Entre adultes consentants ...


La confrérie informelle décrite en quatrième de couverture n'est que le point de départ de ce roman.
Dans ce lieu secret où des hommes parlent entre eux de leurs rapports aux femmes et à la sexualité, trois hommes se rencontrent: Yves, qui vient de divorcer de Pauline après qu'elle eut fauté, Denis, qui se croit l'incarnation de la vengeance que les femmes portent en elle, et Philippe, philosophe et sociologue, un peu là par hasard.
Par un croisement de courts paragraphes, l'auteur raconte leurs vies "après"....

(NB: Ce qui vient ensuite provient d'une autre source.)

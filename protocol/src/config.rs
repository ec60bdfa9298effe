//! # Protocol Configuration & Constants
//!
//! Every magic number in Cinder lives here: well-known ports, timing
//! windows, wallet and reward amounts, and the service domain peers use
//! to find each other. Role controllers copy these into their config
//! structs so tests can shrink the timing windows without touching the
//! protocol defaults.

use std::time::Duration;

// ---------------------------------------------------------------------------
// Well-Known Endpoints
// ---------------------------------------------------------------------------

/// UDP port of the round coordinator. The coordinator is not elected;
/// whichever discovered peer answers on this port is the coordinator.
pub const COORDINATOR_UDP_PORT: u16 = 8080;

/// HTTP port of the coordinator's transaction intake endpoint.
pub const COORDINATOR_HTTP_PORT: u16 = 8090;

/// mDNS service domain all Cinder nodes register and browse on.
pub const SERVICE_DOMAIN: &str = "_blockchain-P2P-Network._udp.local.";

// ---------------------------------------------------------------------------
// Economics
// ---------------------------------------------------------------------------

/// Amount credited to the miner whose candidate block wins a round.
pub const REWARD_AMOUNT: u64 = 5;

/// Every peer's wallet starts here.
pub const INITIAL_WALLET: u64 = 10;

/// Default stake a proof-of-stake peer submits per lottery entry.
pub const DEFAULT_STAKE: u64 = 1;

// ---------------------------------------------------------------------------
// Timing
// ---------------------------------------------------------------------------

/// A peer silent for this long is evicted from the peer set.
pub const LIVENESS_TIMEOUT: Duration = Duration::from_secs(75);

/// How often each node broadcasts a PING to keep liveness fresh.
pub const PING_PERIOD: Duration = Duration::from_secs(60);

/// How long the coordinator keeps the stake lottery open after the
/// first STAKE arrives.
pub const LOTTERY_OPEN: Duration = Duration::from_secs(10);

/// How long the coordinator collects BLOCK_VALID acks for a candidate.
pub const VALIDATION_WINDOW: Duration = Duration::from_secs(5);

/// Grace period after CONSENSUS during which peers propagate chains
/// before the coordinator opens the next round.
pub const CLOSING_GRACE: Duration = Duration::from_secs(5);

/// How long transport initialization browses the service domain for
/// existing peers.
pub const DISCOVERY_WINDOW: Duration = Duration::from_secs(3);

/// Cadence of the role event loops. Bounds the loop at ~200 iterations
/// per second.
pub const LOOP_TICK: Duration = Duration::from_millis(5);

/// Read deadline for a single non-blocking datagram receive. Deadline
/// expiry is not an error.
pub const READ_DEADLINE: Duration = Duration::from_millis(1);

// ---------------------------------------------------------------------------
// Mining
// ---------------------------------------------------------------------------

/// Default proof-of-work difficulty: number of leading zero nibbles
/// required of a block hash. Keep low on a LAN; every extra nibble is
/// a 16x increase in expected search time.
pub const DEFAULT_POW_DIFFICULTY: u32 = 2;

// ---------------------------------------------------------------------------
// Transport Limits
// ---------------------------------------------------------------------------

/// Capacity of the bounded inbox channel between the transport and the
/// role controller. Messages beyond this are dropped with a warning.
pub const INBOX_CAPACITY: usize = 256;

/// Largest datagram the transport will read. Chains ride in single
/// datagrams, so this is effectively the maximum wire chain size.
pub const MAX_DATAGRAM_BYTES: usize = 64 * 1024;

// ---------------------------------------------------------------------------
// Chain
// ---------------------------------------------------------------------------

/// Fixed hash of every genesis block.
pub const GENESIS_HASH: &str = "0";

/// Protocol version string, for the `version` subcommand and logs.
pub const PROTOCOL_VERSION: &str = env!("CARGO_PKG_VERSION");

#[cfg(test)]
mod tests {
    use super::*;

    #[test]
    fn well_known_ports_are_distinct() {
        assert_ne!(COORDINATOR_UDP_PORT, COORDINATOR_HTTP_PORT);
    }

    #[test]
    fn timing_constants_sanity() {
        // Liveness must outlast the ping period or healthy peers get pruned.
        assert!(LIVENESS_TIMEOUT > PING_PERIOD);
        // The read deadline must fit inside a loop tick.
        assert!(READ_DEADLINE < LOOP_TICK);
        assert!(DISCOVERY_WINDOW.as_secs() > 0);
    }

    #[test]
    fn service_domain_shape() {
        assert!(SERVICE_DOMAIN.starts_with('_'));
        assert!(SERVICE_DOMAIN.ends_with("._udp.local."));
    }

    #[test]
    fn economics_sanity() {
        assert!(REWARD_AMOUNT > 0);
        assert!(DEFAULT_STAKE <= INITIAL_WALLET);
    }
}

Ainsi, Yves devient un adepte de l'amour tarifé, "quitte à en perdre sa belle désinvolture"; Denis, se présentant comme celui "qu'elles ont choisi pour assouvir une vengeance séculaire", sombre dans la dépression à force de ne plus plaire, jusqu'au jour où..., et enfin, Philippe vit une belle histoire avec Mia la thèse vivante de tout ce qu'il déteste dans la société, et en "contempteur de son époque", il pense que c'est une bonne expérience anthropologique.
En partant du principe que les femmes peuvent avoir une attitude équivalente à celle des  hommes en amour, Benacquista offre aux lecteurs un roman percutant, dans l'air du temps, innovant dans son approche des rapports humains. L'idée de la confrérie est très bonne si bien qu'on se plaît à imaginer que ce genre de cercle existe réellement, ce qui pourrait éviter ainsi quelques thérapies de groupe.
Au delà de l'aspect factuel, on peut se demander, si comme son personnage de Philippe, Benacquista n'a pas mis en scène "une certaine idée de la décadence" et de la dégradation des rapports hommes-femmes, où là aussi, la consommation l'emporte parfois sur le sentiment.
 Consommer c'est exister diront certains, mais n'est-ce pas un voile pour cacher une blessure plus profonde?
Amis lecteurs, lisez ce roman, vous allez vous régaler!